O pretexto para os protestos foi uma cena exibida no primeiro capítulo, que mostrou um beijo na boca entre duas personagens idosas, vividas por Fernanda Montenegro e Nathalia Timberg. Em resposta, a Globo amenizou diversos aspectos da trama e alterou o logotipo e a abertura da novela.

Pensando na cena política do país, na adesão de um novo público a pautas conservadoras e nos acontecimentos que levaram ao impeachment de Dilma Roussef e, depois, à eleição de Jair Bolsonaro, Néia enxerga uma lógica no sucesso da "neofantasia" proposta pelas novelas do período.

"Assim, uma ficção bíblica tende a ser encarada por esse novo público consumidor não como mero entretenimento, mas como um produto evangelizador. Muitas vezes isso ocorre a partir de estratégias engendradas pela própria esfera produtora (Record/Igreja Universal do Reino de Deus)".

Exibida até julho de 2016, "Os Dez Mandamentos" catalisa essas mudanças, mas não está só.
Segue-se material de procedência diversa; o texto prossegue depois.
pub type Result<T, E = Error> = std::result::Result<T, E>;

#[derive(Debug, thiserror::Error)]
pub enum Error {
	#[error("Invalid request: {message}")]
	InvalidRequest { message: String },
	#[error("Invalid embedding: {message}")]
	InvalidEmbedding { message: String },
	#[error("Unknown metric {metric:?}; expected cosine, euclidean, or l2.")]
	UnknownMetric { metric: String },
	#[error("Index not found: {message}")]
	IndexNotFound { message: String },
	#[error("Embedding error: {message}")]
	Embedding { message: String },
	#[error("Provider error: {message}")]
	Provider { message: String },
	#[error("Storage error: {message}")]
	Storage { message: String },
}
impl Error {
	/// Stable machine-readable name of the error kind.
	pub fn code(&self) -> &'static str {
		match self {
			Self::InvalidRequest { .. } => "INVALID_REQUEST",
			Self::InvalidEmbedding { .. } => "INVALID_EMBEDDING",
			Self::UnknownMetric { .. } => "UNKNOWN_METRIC",
			Self::IndexNotFound { .. } => "INDEX_NOT_FOUND",
			Self::Embedding { .. } => "EMBEDDING_ERROR",
			Self::Provider { .. } => "PROVIDER_ERROR",
			Self::Storage { .. } => "STORAGE_ERROR",
		}
	}
}

impl From<trendwatch_storage::Error> for Error {
	fn from(err: trendwatch_storage::Error) -> Self {
		match err {
			trendwatch_storage::Error::Sqlx(inner) => Self::Storage { message: inner.to_string() },
			trendwatch_storage::Error::InvalidArgument(message) => Self::InvalidRequest { message },
			trendwatch_storage::Error::NotFound(message) => Self::Storage { message },
			trendwatch_storage::Error::IndexNotFound(table) =>
				Self::IndexNotFound { message: format!("Table {table} does not exist.") },
		}
	}
}

impl From<trendwatch_domain::UnknownMetric> for Error {
	fn from(err: trendwatch_domain::UnknownMetric) -> Self {
		Self::UnknownMetric { metric: err.0 }
	}
}

impl From<color_eyre::Report> for Error {
	fn from(err: color_eyre::Report) -> Self {
		Self::Provider { message: err.to_string() }
	}
}
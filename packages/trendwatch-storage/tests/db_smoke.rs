use time::{Duration, OffsetDateTime};

use trendwatch_config::Postgres;
use trendwatch_domain::{Metric, TopQuery, Trend};
use trendwatch_storage::{Error, db::Db, models::NewItem, queries, vectors};
use trendwatch_testkit::TestDatabase;

const VECTOR_DIM: u32 = 3;

async fn bootstrap(test_db: &TestDatabase) -> Db {
	let cfg = Postgres { dsn: test_db.dsn().to_string(), pool_max_conns: 2 };
	let db = Db::connect(&cfg).await.expect("Failed to connect to Postgres.");

	db.ensure_schema(VECTOR_DIM).await.expect("Failed to ensure schema.");

	db
}

fn trend(query: &str, score: f64, now: OffsetDateTime) -> Trend {
	Trend {
		representative_query: query.to_string(),
		representative_query_generated: None,
		trend_score: score,
		query_count: 3,
		unique_query_count: 2,
		top_queries: vec![
			TopQuery { text: query.to_string(), count: 2 },
			TopQuery { text: format!("{query} today"), count: 1 },
		],
		created_at: now,
	}
}

#[tokio::test]
#[ignore = "Requires external Postgres. Set TRENDWATCH_PG_DSN to run."]
async fn schema_bootstrap_is_idempotent() {
	let Some(base_dsn) = trendwatch_testkit::env_dsn() else {
		eprintln!("Skipping schema_bootstrap_is_idempotent; set TRENDWATCH_PG_DSN to run.");

		return;
	};
	let test_db = TestDatabase::new(&base_dsn).await.expect("Failed to create test database.");
	let db = bootstrap(&test_db).await;

	db.ensure_schema(VECTOR_DIM).await.expect("Second bootstrap failed.");

	let count: i64 = sqlx::query_scalar(
		"SELECT count(*) FROM information_schema.tables WHERE table_name = 'trending_searches'",
	)
	.fetch_one(&db.pool)
	.await
	.expect("Failed to query schema tables.");

	assert_eq!(count, 1);

	db.pool.close().await;
	test_db.cleanup().await.expect("Failed to cleanup test database.");
}

#[tokio::test]
#[ignore = "Requires external Postgres. Set TRENDWATCH_PG_DSN to run."]
async fn reads_newest_non_blank_queries_within_cap() {
	let Some(base_dsn) = trendwatch_testkit::env_dsn() else {
		eprintln!("Skipping reads_newest_non_blank_queries_within_cap; set TRENDWATCH_PG_DSN to run.");

		return;
	};
	let test_db = TestDatabase::new(&base_dsn).await.expect("Failed to create test database.");
	let db = bootstrap(&test_db).await;
	let now = OffsetDateTime::now_utc();

	for (idx, text) in ["oldest", "older", "newer", "newest"].iter().enumerate() {
		queries::insert_query(&db, Some(text), Some("s1"), now - Duration::minutes(10 - idx as i64))
			.await
			.expect("Failed to insert query.");
	}

	queries::insert_query(&db, None, None, now).await.expect("Failed to insert NULL query.");
	queries::insert_query(&db, Some("   "), None, now)
		.await
		.expect("Failed to insert blank query.");

	let rows = queries::read_queries(&db, None, Some(3)).await.expect("Failed to read queries.");
	let texts: Vec<&str> = rows.iter().map(|row| row.original_text.as_str()).collect();

	assert_eq!(texts, vec!["newest", "newer", "older"]);

	let windowed =
		queries::read_queries(&db, Some(60), None).await.expect("Failed to read window.");

	assert_eq!(windowed.len(), 4);

	db.pool.close().await;
	test_db.cleanup().await.expect("Failed to cleanup test database.");
}

#[tokio::test]
#[ignore = "Requires external Postgres. Set TRENDWATCH_PG_DSN to run."]
async fn current_trends_come_from_latest_batch() {
	let Some(base_dsn) = trendwatch_testkit::env_dsn() else {
		eprintln!("Skipping current_trends_come_from_latest_batch; set TRENDWATCH_PG_DSN to run.");

		return;
	};
	let test_db = TestDatabase::new(&base_dsn).await.expect("Failed to create test database.");
	let db = bootstrap(&test_db).await;
	let now = OffsetDateTime::now_utc();
	let earlier = now - Duration::minutes(15);

	queries::write_trends(&db, &[trend("old news", 9.0, earlier)], earlier)
		.await
		.expect("Failed to write first batch.");
	queries::write_trends(
		&db,
		&[trend("pizza", 2.0, now), trend("weather", 4.5, now), trend("noise", 0.2, now)],
		now,
	)
	.await
	.expect("Failed to write second batch.");

	let current =
		queries::read_current_trends(&db, 10, 1.0).await.expect("Failed to read trends.");
	let names: Vec<&str> =
		current.iter().map(|stored| stored.trend.representative_query.as_str()).collect();

	assert_eq!(names, vec!["weather", "pizza"]);
	assert_eq!(current[0].trend.top_queries.len(), 2);
	assert_eq!(current[0].trend.top_queries[0].count, 2);

	db.pool.close().await;
	test_db.cleanup().await.expect("Failed to cleanup test database.");
}

#[tokio::test]
#[ignore = "Requires external Postgres. Set TRENDWATCH_PG_DSN to run."]
async fn nearest_orders_by_selected_metric() {
	let Some(base_dsn) = trendwatch_testkit::env_dsn() else {
		eprintln!("Skipping nearest_orders_by_selected_metric; set TRENDWATCH_PG_DSN to run.");

		return;
	};
	let test_db = TestDatabase::new(&base_dsn).await.expect("Failed to create test database.");
	let db = bootstrap(&test_db).await;

	for (item_id, embedding) in [
		("near", vec![1.0, 0.0, 0.0]),
		("long", vec![10.0, 0.5, 0.0]),
		("far", vec![0.0, 0.0, 1.0]),
	] {
		let item = NewItem {
			item_id: item_id.to_string(),
			segment_start: Some(0.0),
			segment_end: Some(1.5),
			text: format!("{item_id} text"),
			embedding,
		};

		vectors::insert_item(&db, "embedded_items", &item).await.expect("Failed to insert item.");
	}

	let query = [1.0, 0.05, 0.0];
	let cosine = vectors::nearest(&db, "embedded_items", &query, 2, Metric::Cosine)
		.await
		.expect("Cosine search failed.");
	let euclidean = vectors::nearest(&db, "embedded_items", &query, 2, Metric::Euclidean)
		.await
		.expect("Euclidean search failed.");

	assert_eq!(cosine.len(), 2);
	assert!(cosine[0].distance <= cosine[1].distance);
	assert_eq!(euclidean.len(), 2);
	assert_eq!(euclidean[0].item_id, "near");
	assert_eq!(euclidean[1].item_id, "far");

	db.pool.close().await;
	test_db.cleanup().await.expect("Failed to cleanup test database.");
}

#[tokio::test]
#[ignore = "Requires external Postgres. Set TRENDWATCH_PG_DSN to run."]
async fn nearest_fills_top_k_from_items_inserted_after_bootstrap() {
	let Some(base_dsn) = trendwatch_testkit::env_dsn() else {
		eprintln!(
			"Skipping nearest_fills_top_k_from_items_inserted_after_bootstrap; set \
			 TRENDWATCH_PG_DSN to run."
		);

		return;
	};
	let test_db = TestDatabase::new(&base_dsn).await.expect("Failed to create test database.");
	let db = bootstrap(&test_db).await;

	for idx in 0..10 {
		let angle = idx as f32 * 0.3;
		let item = NewItem {
			item_id: format!("item-{idx}"),
			segment_start: None,
			segment_end: None,
			text: format!("item {idx}"),
			embedding: vec![angle.cos(), angle.sin(), 0.1 * idx as f32],
		};

		vectors::insert_item(&db, "embedded_items", &item).await.expect("Failed to insert item.");
	}

	for metric in [Metric::Cosine, Metric::Euclidean] {
		let hits = vectors::nearest(&db, "embedded_items", &[1.0, 0.0, 0.0], 3, metric)
			.await
			.expect("Search failed.");

		assert_eq!(hits.len(), 3, "{metric}");
		assert!(hits.windows(2).all(|pair| pair[0].distance <= pair[1].distance), "{metric}");
	}

	db.pool.close().await;
	test_db.cleanup().await.expect("Failed to cleanup test database.");
}

#[tokio::test]
#[ignore = "Requires external Postgres. Set TRENDWATCH_PG_DSN to run."]
async fn missing_items_table_is_index_not_found() {
	let Some(base_dsn) = trendwatch_testkit::env_dsn() else {
		eprintln!("Skipping missing_items_table_is_index_not_found; set TRENDWATCH_PG_DSN to run.");

		return;
	};
	let test_db = TestDatabase::new(&base_dsn).await.expect("Failed to create test database.");
	let db = bootstrap(&test_db).await;
	let err = vectors::nearest(&db, "no_such_items", &[1.0, 0.0, 0.0], 3, Metric::Cosine)
		.await
		.expect_err("Expected missing table error.");

	assert!(matches!(err, Error::IndexNotFound(ref table) if table == "no_such_items"));

	db.pool.close().await;
	test_db.cleanup().await.expect("Failed to cleanup test database.");
}

#[tokio::test]
#[ignore = "Requires external Postgres. Set TRENDWATCH_PG_DSN to run."]
async fn refreshed_view_reports_popular_queries() {
	let Some(base_dsn) = trendwatch_testkit::env_dsn() else {
		eprintln!("Skipping refreshed_view_reports_popular_queries; set TRENDWATCH_PG_DSN to run.");

		return;
	};
	let test_db = TestDatabase::new(&base_dsn).await.expect("Failed to create test database.");
	let db = bootstrap(&test_db).await;
	let now = OffsetDateTime::now_utc();

	for (text, session) in [("Pizza", "a"), ("pizza ", "b"), ("weather", "a")] {
		queries::insert_query(&db, Some(text), Some(session), now)
			.await
			.expect("Failed to insert query.");
	}

	queries::refresh_query_stats(&db).await.expect("Failed to refresh view.");

	let stats = queries::popular_queries(&db, 5).await.expect("Failed to read view.");

	assert_eq!(stats[0].query, "pizza");
	assert_eq!(stats[0].query_count, 2);
	assert_eq!(stats[0].session_count, 2);

	db.pool.close().await;
	test_db.cleanup().await.expect("Failed to cleanup test database.");
}
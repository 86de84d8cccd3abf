use clap::builder::{
	Styles,
	styling::{AnsiColor, Effects},
};
use tracing_subscriber::EnvFilter;

pub const VERSION: &str = concat!(
	env!("CARGO_PKG_VERSION"),
	"-",
	env!("VERGEN_GIT_SHA"),
	"-",
	env!("VERGEN_CARGO_TARGET_TRIPLE"),
);

const FALLBACK_LOG_LEVEL: &str = "info";

pub fn styles() -> Styles {
	Styles::styled()
		.header(AnsiColor::Red.on_default() | Effects::BOLD)
		.usage(AnsiColor::Red.on_default() | Effects::BOLD)
		.literal(AnsiColor::Blue.on_default() | Effects::BOLD)
		.placeholder(AnsiColor::Green.on_default())
}

/// Installs the global `fmt` subscriber for a binary.
///
/// An unparsable directive falls back to `info` instead of aborting startup.
pub fn init_tracing(log_level: &str) {
	let filter = env_filter(log_level);

	tracing_subscriber::fmt().with_env_filter(filter).init();
}

fn env_filter(log_level: &str) -> EnvFilter {
	EnvFilter::try_new(log_level).unwrap_or_else(|_| EnvFilter::new(FALLBACK_LOG_LEVEL))
}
O "retrocesso", no sentido de retornou ou resgate, segundo o autor, também alcança a Globo, cuja teledramaturgia foi comandada no período por Silvio de Abreu.

"Como a Ficção Televisiva Moldou um País: Uma História Cultural da Telenovela Brasileira (1963 a 2020)" não está à venda, mas pode ser baixado gratuitamente no Portal de livros abertos da USP. Creio que uma versão mais sintética, que simplifique a tese, poderia agradar ao público leigo.